Eindrücke vom Seminar „Der bessere Ton“ in der Filmwerkstatt Kiel
Bernd-Günther Nahm (Leiter der Filmwerkstatt Kiel der FFHSH) und Arne Sommer (Verein Kulturelle Filmförderung SH) begrüßten die 25 Teilnehmer zum zweitägigen (27.-28. Oktober 2012) Seminar „Der bessere Ton“, das genre- und abteilungsübergreifend das Gestaltungspotential des Filmtons auslotete.
„Bist du ratlos, mach es drahtlos!“: der Hamburger Tonmeister Volker Zeigermann (www.zeigermann-schmahl.de) präsentierte jedoch nicht nur Tipps und Tricks aus der Praxis der drahtlosen Mikrofonie. In seinem Vortrag betonte er die Gleichrangigkeit des Filmtons mit dem Filmbild und erläuterte die kontinuierliche Sensibilität, die erforderlich ist, um mit der Tonaufnahme am Filmset der Atmosphäre der Filmerzählung gerecht zu werden. Gleichzeitig brach er eine Lanze für den Berufstand der Tonleute, die in ihrer leicht Nerd-haften Introvertiertheit oft von der Kameraabteilung sprichwörtlich an den Rand gedrängt werden.

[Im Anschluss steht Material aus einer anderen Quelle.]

//! Narrative analysis of an enriched table.
//!
//! The table is sent to a chat-completion model as a JSON array of flat row
//! records. Any failure on that path (no API key, network trouble, an error
//! status or an empty answer) degrades to the deterministic report in
//! [`fallback`]; insight generation never fails a run.

pub mod fallback;
pub mod llm;

use std::fmt;

use anyhow::{Context, Result};
use log::{debug, info, warn};
use thiserror::Error;

use crate::{export::json_records, kpi::KpiTable};

pub const SYSTEM_MESSAGE: &str = "You are a digital marketing analyst who specializes in \
reviewing paid-advertising campaign performance and recommending optimizations.";

pub const ANALYSIS_PROMPT: &str = "\
Below is a JSON array of advertising campaign records. Every object carries \
delivery and cost metrics (impressions, clicks, spend, purchases, revenue) and \
derived ratios such as CTR, CPC, CPM, CPA, ROAS and conversion rate.

For every campaign:
- Walk the funnel from delivery (impressions, reach) down to purchases and revenue.
- Point out where the funnel leaks, for example a weak CTR, an expensive click, \
plenty of clicks with no purchases, or thin delivery.
- Suggest likely causes such as tired creatives, a poor audience match, budget \
caps or a conversion event that is not firing.
- Recommend specific fixes.

Across campaigns:
- Name the campaign that converts best and explain why.
- Name the campaigns that spend without results.
- Propose how budget should move between campaigns.

Structure the answer per campaign with the headings Campaign Name, Funnel \
Summary, Gaps Identified, Recommendations and Overall Priority (High, Medium \
or Low). Spell out every abbreviation the first time it is used.

Campaign data:";

#[derive(Debug, Error)]
pub enum InsightError {
    #[error("environment variable {0} holding the API key is not set")]
    MissingApiKey(String),
    #[error("request failed: {0}")]
    Transport(String),
    #[error("completion endpoint returned HTTP {status}: {body}")]
    Status { status: u16, body: String },
    #[error("completion response could not be read: {0}")]
    Malformed(String),
    #[error("model returned an empty completion")]
    EmptyCompletion,
}

/// A chat model that turns a system and a user message into text.
pub trait LanguageModel {
    fn complete(&self, system: &str, user: &str) -> Result<String, InsightError>;
}

#[derive(Debug, Clone, PartialEq, Eq)]
pub enum InsightSource {
    Model,
    Fallback { reason: String },
}

#[derive(Debug, Clone, PartialEq, Eq)]
pub struct Insights {
    pub text: String,
    pub source: InsightSource,
}

impl Insights {
    pub fn is_fallback(&self) -> bool {
        matches!(self.source, InsightSource::Fallback { .. })
    }
}

impl fmt::Display for Insights {
    fn fmt(&self, f: &mut fmt::Formatter<'_>) -> fmt::Result {
        f.write_str(&self.text)
    }
}

/// Analytical prompt followed by the pretty-printed row records.
pub fn build_prompt(table: &KpiTable) -> Result<String> {
    let payload = serde_json::to_string_pretty(&json_records(&table.to_tabular()))
        .context("Serializing insight payload")?;
    Ok(format!("{ANALYSIS_PROMPT}\n\n{payload}"))
}

/// Asks `model` for an analysis of `table`, falling back to the scripted
/// report when there is no model or it fails.
pub fn generate(model: Option<&dyn LanguageModel>, table: &KpiTable, currency: &str) -> Insights {
    let reason = match (model, build_prompt(table)) {
        (None, _) => "no language model configured".to_string(),
        (Some(_), Err(err)) => format!("{err:#}"),
        (Some(model), Ok(prompt)) => {
            debug!("Insight payload:\n{prompt}");
            info!("Requesting insights for {} record(s)", table.len());
            match model.complete(SYSTEM_MESSAGE, &prompt) {
                Ok(text) if !text.trim().is_empty() => {
                    return Insights {
                        text,
                        source: InsightSource::Model,
                    };
                }
                Ok(_) => InsightError::EmptyCompletion.to_string(),
                Err(err) => err.to_string(),
            }
        }
    };
    warn!("Using basic insights: {reason}");
    Insights {
        text: fallback::report(table, currency),
        source: InsightSource::Fallback { reason },
    }
}
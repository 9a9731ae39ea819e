//! Admission check run over an uploaded table before the pipeline.
//!
//! Checks run in a fixed order and the first failing one rejects the table.
//! Column names are matched after trimming and lower-casing, but no synonym
//! mapping happens here: a platform export with its own headers has to skip
//! the gate.

use std::collections::HashSet;

use log::{info, warn};
use thiserror::Error;

use crate::{
    config::ValidationConfig,
    data::{normalize_header, parse_naive_date, parse_number},
    pipeline::{ACCOUNT_ID, CAMPAIGN_ID, CLICKS, DATE, IMPRESSIONS, PURCHASES, REVENUE, SPEND},
    source::RawTable,
};

pub const REQUIRED_COLUMNS: &[&str] = &[ACCOUNT_ID, CAMPAIGN_ID, DATE, SPEND, IMPRESSIONS, CLICKS];

const NON_NEGATIVE: &[&str] = &[SPEND, IMPRESSIONS, CLICKS];

#[derive(Debug, Error, Clone, PartialEq)]
pub enum GateError {
    #[error("Input table is empty")]
    Empty,
    #[error("Insufficient columns. Found {found}, need at least {required}")]
    TooFewColumns { found: usize, required: usize },
    #[error("Missing required columns: {}", .0.join(", "))]
    MissingColumns(Vec<String>),
    #[error("Column '{column}' has {count} non-numeric value(s), first '{example}'")]
    NonNumeric {
        column: String,
        count: usize,
        example: String,
    },
    #[error("Negative values found in {0} column")]
    Negative(String),
    #[error("Date column contains {count} invalid date value(s), first '{example}'")]
    InvalidDates { count: usize, example: String },
    #[error("{0} column contains empty values")]
    EmptyIdentifiers(String),
    #[error("{0} record(s) with clicks > impressions (impossible)")]
    ClicksExceedImpressions(usize),
}

/// An accepted table and the data-quality warnings raised while checking it.
#[derive(Debug, Clone, Default, PartialEq)]
pub struct Admission {
    pub warnings: Vec<String>,
}

impl Admission {
    pub fn message(&self) -> String {
        if self.warnings.is_empty() {
            "Validation successful".to_string()
        } else {
            format!("Validation successful (Warnings: {})", self.warnings.join("; "))
        }
    }
}

pub fn admit(table: &RawTable, config: &ValidationConfig) -> Result<Admission, GateError> {
    if table.is_empty() {
        return Err(GateError::Empty);
    }
    if table.headers.len() < REQUIRED_COLUMNS.len() {
        return Err(GateError::TooFewColumns {
            found: table.headers.len(),
            required: REQUIRED_COLUMNS.len(),
        });
    }

    let view = NormalizedView::new(table);
    let missing = REQUIRED_COLUMNS
        .iter()
        .filter(|column| view.index(column).is_none())
        .map(|column| column.to_string())
        .collect::<Vec<_>>();
    if !missing.is_empty() {
        return Err(GateError::MissingColumns(missing));
    }

    let mut numeric = NON_NEGATIVE.to_vec();
    numeric.extend([PURCHASES, REVENUE].iter().filter(|c| view.index(c).is_some()));
    for column in numeric {
        let values = view.numbers(column)?;
        if NON_NEGATIVE.contains(&column) && values.iter().flatten().any(|v| *v < 0.0) {
            return Err(GateError::Negative(column.to_string()));
        }
    }

    check_dates(&view)?;

    for column in [ACCOUNT_ID, CAMPAIGN_ID] {
        if view.values(column).any(|v| v.trim().is_empty()) {
            return Err(GateError::EmptyIdentifiers(column.to_string()));
        }
    }

    let clicks = view.numbers(CLICKS)?;
    let impressions = view.numbers(IMPRESSIONS)?;
    // rows without impressions carry no ratio and are not judged here
    let impossible = clicks
        .iter()
        .zip(&impressions)
        .filter(|(c, i)| matches!((c, i), (Some(c), Some(i)) if *i > 0.0 && c > i))
        .count();
    if impossible > 0 {
        return Err(GateError::ClicksExceedImpressions(impossible));
    }

    let admission = Admission {
        warnings: collect_warnings(&view, config)?,
    };
    for warning in &admission.warnings {
        warn!("{warning}");
    }
    info!("Admitted {} row(s)", table.len());
    Ok(admission)
}

fn check_dates(view: &NormalizedView<'_>) -> Result<(), GateError> {
    let invalid = view
        .values(DATE)
        .filter(|v| !v.trim().is_empty() && parse_naive_date(v).is_err())
        .collect::<Vec<_>>();
    match invalid.first() {
        Some(example) => Err(GateError::InvalidDates {
            count: invalid.len(),
            example: example.to_string(),
        }),
        None => Ok(()),
    }
}

fn collect_warnings(
    view: &NormalizedView<'_>,
    config: &ValidationConfig,
) -> Result<Vec<String>, GateError> {
    let table = view.table;
    let mut warnings = Vec::new();

    let empty_rows = table
        .rows
        .iter()
        .filter(|row| row.iter().all(|v| v.trim().is_empty()))
        .count();
    if empty_rows > 0 {
        warnings.push(format!("{empty_rows} completely empty rows found"));
    }

    for (idx, name) in view.headers.iter().enumerate() {
        let missing = table
            .rows
            .iter()
            .filter(|row| row[idx].trim().is_empty())
            .count();
        let ratio = missing as f64 / table.len() as f64;
        if ratio > config.missing_ratio_warning {
            warnings.push(format!("{name} has {:.1}% missing values", ratio * 100.0));
        }
    }

    let mut seen = HashSet::new();
    let duplicates = table
        .rows
        .iter()
        .filter(|row| !seen.insert(row.as_slice()))
        .count();
    if duplicates > 0 {
        warnings.push(format!("{duplicates} duplicate rows found"));
    }

    let spend = view.numbers(SPEND)?;
    let clicks = view.numbers(CLICKS)?;
    let expensive = spend
        .iter()
        .zip(&clicks)
        .filter_map(|(s, c)| match (s, c) {
            (Some(s), Some(c)) if *c > 0.0 => Some(s / c),
            _ => None,
        })
        .filter(|cpc| *cpc > config.max_plausible_cpc)
        .count();
    if expensive > 0 {
        warnings.push(format!(
            "{expensive} records with CPC > {} (potential data quality issue)",
            config.max_plausible_cpc
        ));
    }

    Ok(warnings)
}

/// The raw table seen through trimmed, lower-cased header names. The first
/// column wins when two headers normalize to the same name.
struct NormalizedView<'a> {
    table: &'a RawTable,
    headers: Vec<String>,
}

impl<'a> NormalizedView<'a> {
    fn new(table: &'a RawTable) -> Self {
        Self {
            table,
            headers: table.headers.iter().map(|h| normalize_header(h)).collect(),
        }
    }

    fn index(&self, column: &str) -> Option<usize> {
        self.headers.iter().position(|h| h == column)
    }

    fn values(&self, column: &str) -> impl Iterator<Item = &'a str> + use<'a> {
        let idx = self.index(column);
        let table = self.table;
        table
            .rows
            .iter()
            .filter_map(move |row| idx.map(|i| row[i].as_str()))
    }

    /// Parsed values of a numeric column; blank cells are `None`.
    fn numbers(&self, column: &str) -> Result<Vec<Option<f64>>, GateError> {
        let mut parsed = Vec::with_capacity(self.table.len());
        let mut bad = Vec::new();
        for value in self.values(column) {
            if value.trim().is_empty() {
                parsed.push(None);
                continue;
            }
            match parse_number(value) {
                Some(number) => parsed.push(Some(number)),
                None => {
                    bad.push(value);
                    parsed.push(None);
                }
            }
        }
        match bad.first() {
            Some(example) => Err(GateError::NonNumeric {
                column: column.to_string(),
                count: bad.len(),
                example: example.to_string(),
            }),
            None => Ok(parsed),
        }
    }
}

Der Editor Andrew Bird, der fast alle Filme von Fatih Akin montiert hat, zeigte Filmausschnitte von Godard bis Coppola, um Gestaltungsmittel und Wirkungsweise des Tonschnitts zu veranschaulichen. Am Beispiel eigener Arbeiten wie „Gegen die Wand„ machte er die kreativen Entscheidungsprozesse nachvollziehbar, die zusammen mit der Regie im Schneideraum erfolgen. Übereinstimmend mit Tonmeister Volker Zeigermann betonte er, das erst der umfassende und qualitätvolle Originalton vom Set diese Entscheidungsvielfalt ermöglicht.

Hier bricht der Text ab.